Graphic designer Nickolay Lamm, who previously showed us what America would like under 25 feet of seawater, has a new project that imagines New York City with the atmospheres of different planets in our solar system.
The illustrations, commissioned by StorageFront.com, were made with the help of Astrobiologist M. Browning Vogel, who worked at NASA Ames Research Center for a five years, and gave Lamm the descriptions for each planet.
In an artist's statement, Lamm said the images were inspired by photographs of Mount Sharp, a 3.4-mile-high peak at the center of Mars' Gale crater.
The drawings should serve as a wake-up call to people who take Earth's life-giving resources for granted.
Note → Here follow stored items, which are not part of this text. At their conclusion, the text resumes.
//! Event handling driven by the RKF7(8) propagator.

mod common;

use std::cell::Cell;
use std::f64::consts::{FRAC_PI_2, PI};
use std::rc::Rc;

use approx::assert_abs_diff_eq;
use astro_events::{
    catalog, handler_fn, Action, ContinueOnEvent, DetectorConfig, EventDetector, EventEngine,
    EventShifter, IntegrationError, OdeSystem, OrbitState, ResetOnEvent, Rkf78, SlopeSelection, Snapshot,
    Tolerances,
};
use common::Spy;

/// Earth gravitational parameter [km³/s²]
const MU: f64 = 398600.4418;

struct TwoBody {
    mu: f64,
}

impl OdeSystem<6> for TwoBody {
    fn rhs(&self, _t: f64, y: &[f64; 6], dydt: &mut [f64; 6]) {
        let r = (y[0] * y[0] + y[1] * y[1] + y[2] * y[2]).sqrt();
        let mu_r3 = self.mu / (r * r * r);
        dydt[0] = y[3];
        dydt[1] = y[4];
        dydt[2] = y[5];
        dydt[3] = -mu_r3 * y[0];
        dydt[4] = -mu_r3 * y[1];
        dydt[5] = -mu_r3 * y[2];
    }
}

struct HarmonicOscillator {
    omega: f64,
}

impl OdeSystem<2> for HarmonicOscillator {
    fn rhs(&self, _t: f64, y: &[f64; 2], dydt: &mut [f64; 2]) {
        dydt[0] = y[1];
        dydt[1] = -self.omega * self.omega * y[0];
    }
}

/// x'' = a, with `a` switched from outside.
struct Throttled {
    accel: Rc<Cell<f64>>,
}

impl OdeSystem<2> for Throttled {
    fn rhs(&self, _t: f64, y: &[f64; 2], dydt: &mut [f64; 2]) {
        dydt[0] = y[1];
        dydt[1] = self.accel.get();
    }
}

fn solver<const N: usize>(h_max: f64) -> Rkf78<N> {
    let mut solver = Rkf78::new(Tolerances::new(1e-12, 1e-12));
    solver.set_step_limits(1e-14, h_max);
    solver
}

#[test]
fn periapsis_of_a_transfer_orbit() {
    // start at apoapsis of a GTO-like ellipse
    let (ra, rp) = (42164.0, 6678.0);
    let a = (ra + rp) / 2.0;
    let v_apo = (MU * (2.0 / ra - 1.0 / a)).sqrt();
    let period = 2.0 * PI * (a.powi(3) / MU).sqrt();

    // r·v vanishes at the start; the detector must look past it
    let config = DetectorConfig::new(600.0, 1e-6).unwrap();
    let periapsis = EventDetector::new("periapsis", config, catalog::apside())
        .with_slope(SlopeSelection::Increasing);
    let mut engine = EventEngine::new();
    engine.register_detector(periapsis).unwrap();

    let initial = OrbitState::new(0.0, [ra, 0.0, 0.0, 0.0, -v_apo, 0.0]);
    let result = solver(30.0)
        .propagate(&TwoBody { mu: MU }, &mut engine, initial, period, 60.0)
        .unwrap();

    assert!(result.is_halted());
    let s = result.state();
    let r = (s.y[0].powi(2) + s.y[1].powi(2) + s.y[2].powi(2)).sqrt();
    assert_abs_diff_eq!(s.t, period / 2.0, epsilon = 0.1);
    assert_abs_diff_eq!(r, rp, epsilon = 1e-2);
}

#[test]
fn oscillator_crossings_are_all_reported() {
    let config = DetectorConfig::new(0.1, 1e-10).unwrap();
    let det = EventDetector::from_fn("x", config, |s: &OrbitState<2>| s.y[0]).with_handler(ContinueOnEvent);

    let mut engine = EventEngine::new();
    engine.register_detector(det).unwrap();
    let result = solver(0.02)
        .propagate(
            &HarmonicOscillator { omega: 1.0 },
            &mut engine,
            OrbitState::new(0.0, [1.0, 0.0]),
            10.0,
            0.1,
        )
        .unwrap();

    assert!(!result.is_halted());
    let events = engine.resolved_events();
    assert_eq!(events.len(), 3);
    for (k, e) in events.iter().enumerate() {
        assert_abs_diff_eq!(e.t, FRAC_PI_2 + k as f64 * PI, epsilon = 1e-8);
        // cos falls through zero at π/2, rises at 3π/2
        assert_eq!(e.increasing, k % 2 == 1);
    }
}

#[test]
fn backward_propagation_finds_the_same_crossing() {
    let config = DetectorConfig::new(0.1, 1e-10).unwrap();
    let sys = HarmonicOscillator { omega: 1.0 };

    let mut forward = EventEngine::new();
    forward
        .register_detector(EventDetector::from_fn("x", config, |s: &OrbitState<2>| s.y[0]))
        .unwrap();
    let fwd = solver(0.02)
        .propagate(&sys, &mut forward, OrbitState::new(0.0, [1.0, 0.0]), 3.0, 0.1)
        .unwrap();

    let mut backward = EventEngine::new();
    backward
        .register_detector(EventDetector::from_fn("x", config, |s: &OrbitState<2>| s.y[0]))
        .unwrap();
    let start = OrbitState::new(PI, [-1.0, 0.0]);
    let bwd = solver(0.02)
        .propagate(&sys, &mut backward, start, 0.0, -0.1)
        .unwrap();

    assert!(fwd.is_halted() && bwd.is_halted());
    assert_abs_diff_eq!(fwd.state().t, bwd.state().t, epsilon = 1e-8);
    assert_eq!(
        forward.last_resolved().unwrap().increasing,
        backward.last_resolved().unwrap().increasing
    );
}

#[test]
fn shifted_detector_follows_the_propagated_flow() {
    let sys = HarmonicOscillator { omega: 1.0 };
    let config = DetectorConfig::new(0.1, 1e-10).unwrap();
    let x = EventDetector::from_fn("x", config, |s: &OrbitState<2>| s.y[0]).with_handler(ContinueOnEvent);

    // falls through zero at π/2 and 5π/2, rises at 3π/2
    let (inc, dec) = (-0.3, 0.4);
    let mut engine = EventEngine::new();
    let template = solver(0.02);
    engine
        .register_detector(
            EventShifter::new(x, inc, dec)
                .with_translation(template.flow(HarmonicOscillator { omega: 1.0 }))
                .build()
                .unwrap(),
        )
        .unwrap();
    solver(0.02)
        .propagate(&sys, &mut engine, OrbitState::new(0.0, [1.0, 0.0]), 10.0, 0.1)
        .unwrap();

    let events: Vec<(f64, bool)> = engine.resolved_events().iter().map(|e| (e.t, e.increasing)).collect();
    let expected = [(FRAC_PI_2 + dec, false), (3.0 * FRAC_PI_2 + inc, true), (5.0 * FRAC_PI_2 + dec, false)];
    assert_eq!(events.len(), expected.len(), "{events:?}");
    for ((t, increasing), (t_exp, inc_exp)) in events.iter().zip(expected) {
        assert_abs_diff_eq!(*t, t_exp, epsilon = 1e-8);
        assert_eq!(*increasing, inc_exp);
    }
}

#[test]
fn anticipated_stop_lands_ahead_of_the_crossing() {
    let sys = HarmonicOscillator { omega: 1.0 };
    let config = DetectorConfig::new(0.1, 1e-10).unwrap();
    let x = EventDetector::from_fn("x", config, |s: &OrbitState<2>| s.y[0])
        .with_slope(SlopeSelection::Decreasing);
    let template = solver(0.02);
    let early = EventShifter::new(x, -0.5, -0.5)
        .with_translation(template.flow(HarmonicOscillator { omega: 1.0 }))
        .build()
        .unwrap();

    let mut engine = EventEngine::new();
    engine.register_detector(early).unwrap();
    let result = solver(0.02)
        .propagate(&sys, &mut engine, OrbitState::new(0.0, [1.0, 0.0]), 5.0, 0.1)
        .unwrap();

    assert!(result.is_halted());
    assert_abs_diff_eq!(result.state().t, FRAC_PI_2 - 0.5, epsilon = 1e-8);
    assert_abs_diff_eq!(result.state().y[0], (FRAC_PI_2 - 0.5).cos(), epsilon = 1e-8);
}

#[test]
fn derivative_reset_switches_thrust_mid_step() {
    let accel = Rc::new(Cell::new(0.0));
    let throttle = Rc::clone(&accel);
    let config = DetectorConfig::new(0.5, 1e-12).unwrap();
    let ignition = EventDetector::new("ignition", config, catalog::epoch(1.0))
        .with_handler(handler_fn(move |_s: &Snapshot<OrbitState<2>>, _inc, _fwd| {
            throttle.set(1.0);
            Action::ResetDerivatives
        }));

    let mut engine = EventEngine::new();
    engine.register_detector(ignition).unwrap();
    let mut solver = solver(10.0);
    let result = solver
        .propagate(
            &Throttled { accel },
            &mut engine,
            OrbitState::new(0.0, [0.0, 1.0]),
            3.0,
            0.7,
        )
        .unwrap();

    // x = t until ignition, then 1 + (t - 1) + (t - 1)^2 / 2
    let s = result.state();
    assert_abs_diff_eq!(s.y[0], 5.0, epsilon = 1e-9);
    assert_abs_diff_eq!(s.y[1], 3.0, epsilon = 1e-9);
    assert_abs_diff_eq!(s.ydot[1], 1.0);
    assert_eq!(solver.stats.restarts, 1);
}

#[test]
fn state_reset_applies_impulse_and_channels() {
    struct Coast;
    impl OdeSystem<2> for Coast {
        fn rhs(&self, _t: f64, y: &[f64; 2], dydt: &mut [f64; 2]) {
            dydt[0] = y[1];
            dydt[1] = 0.0;
        }
    }

    let burn = ResetOnEvent::new(|old: &Snapshot<OrbitState<2>>| match old {
        Snapshot::Single(s) => {
            let mass = s.channel("mass").unwrap_or_default();
            Snapshot::Single(
                OrbitState::new(s.t, [s.y[0], s.y[1] + 1.0])
                    .with_channels(s.channels().clone())
                    .with_channel("mass", mass - 20.0),
            )
        }
        other => other.clone(),
    });
    let spy = Spy::new(Action::Continue, |s: &Snapshot<OrbitState<2>>| {
        s.as_single().map_or(f64::NAN, |s| s.y[1])
    });

    let config = DetectorConfig::new(0.5, 1e-12).unwrap();
    let mut engine = EventEngine::new();
    engine
        .register_detector(EventDetector::new("burn", config, catalog::epoch(2.0)).with_handler(burn))
        .unwrap();
    engine
        .register_detector(
            EventDetector::new("watch", config, catalog::epoch(10.0)).with_handler(spy.clone()),
        )
        .unwrap();

    let initial = OrbitState::new(0.0, [0.0, 1.0]).with_channel("mass", 100.0);
    let result = solver(10.0)
        .propagate(&Coast, &mut engine, initial, 4.0, 0.5)
        .unwrap();

    let s = result.state();
    assert_abs_diff_eq!(s.y[0], 6.0, epsilon = 1e-9);
    assert_eq!(s.channel("mass"), Some(80.0));
    // the bystander was re-initialized with the post-burn velocity
    let inits = spy.inits.borrow();
    assert_eq!(inits.len(), 2);
    assert_abs_diff_eq!(inits[1].1, 2.0, epsilon = 1e-12);
}

#[test]
fn detector_registered_mid_run_is_picked_up() {
    let sys = HarmonicOscillator { omega: 1.0 };
    let mut engine = EventEngine::new();
    let mut solver = solver(0.02);

    let first = solver
        .propagate(&sys, &mut engine, OrbitState::new(0.0, [1.0, 0.0]), 1.0, 0.1)
        .unwrap();
    engine
        .register_detector(EventDetector::from_fn(
            "x",
            DetectorConfig::new(0.1, 1e-10).unwrap(),
            |s: &OrbitState<2>| s.y[0],
        ))
        .unwrap();
    let second = solver
        .propagate(&sys, &mut engine, first.state().clone(), 5.0, 0.1)
        .unwrap();
    assert!(second.is_halted());
    assert_abs_diff_eq!(second.state().t, FRAC_PI_2, epsilon = 1e-8);
}

#[test]
fn event_errors_surface_through_the_integrator() {
    let det = EventDetector::new(
        "fragile",
        DetectorConfig::new(0.1, 1e-10).unwrap(),
        astro_events::Indicator::single(|s: &OrbitState<2>| {
            if s.t > 0.5 {
                Err(astro_events::IndicatorError::domain("out of range"))
            } else {
                Ok(1.0)
            }
        }),
    );
    let mut engine = EventEngine::new();
    engine.register_detector(det).unwrap();
    let err = solver(0.05)
        .propagate(
            &HarmonicOscillator { omega: 1.0 },
            &mut engine,
            OrbitState::new(0.0, [1.0, 0.0]),
            2.0,
            0.05,
        )
        .unwrap_err();
    assert!(matches!(
        err,
        IntegrationError::Event(astro_events::EventError::Evaluation { .. })
    ));
}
Lamm compares humans to ants living on an enclosed farm. "If these ants ventured outside their ant farm, they'd realize just how uninhabitable other places are and appreciate their own home much more," he told us via email.
Meanwhile, scientists continue to shop for Earth replacements while developing a plan to send the first humans Mars.
This is Earth. Everything looks normal around the NYC skyline so far.
Here is New York City with the thin layer of gas, mostly consisting of hydrogen, that makes up Mercury's atmosphere. The transparent atmosphere shows the darkness of space and the radiance of the nearby sun.
Here is New York City with the atmosphere of Venus. Carbon dioxide and sulfuric acid clouds create an envelope of yellowish, hot air that blocks the NYC skyline and sun. The landscape is covered by craters, lava, sulfurous dust and other feature created by Venus' volcanoes.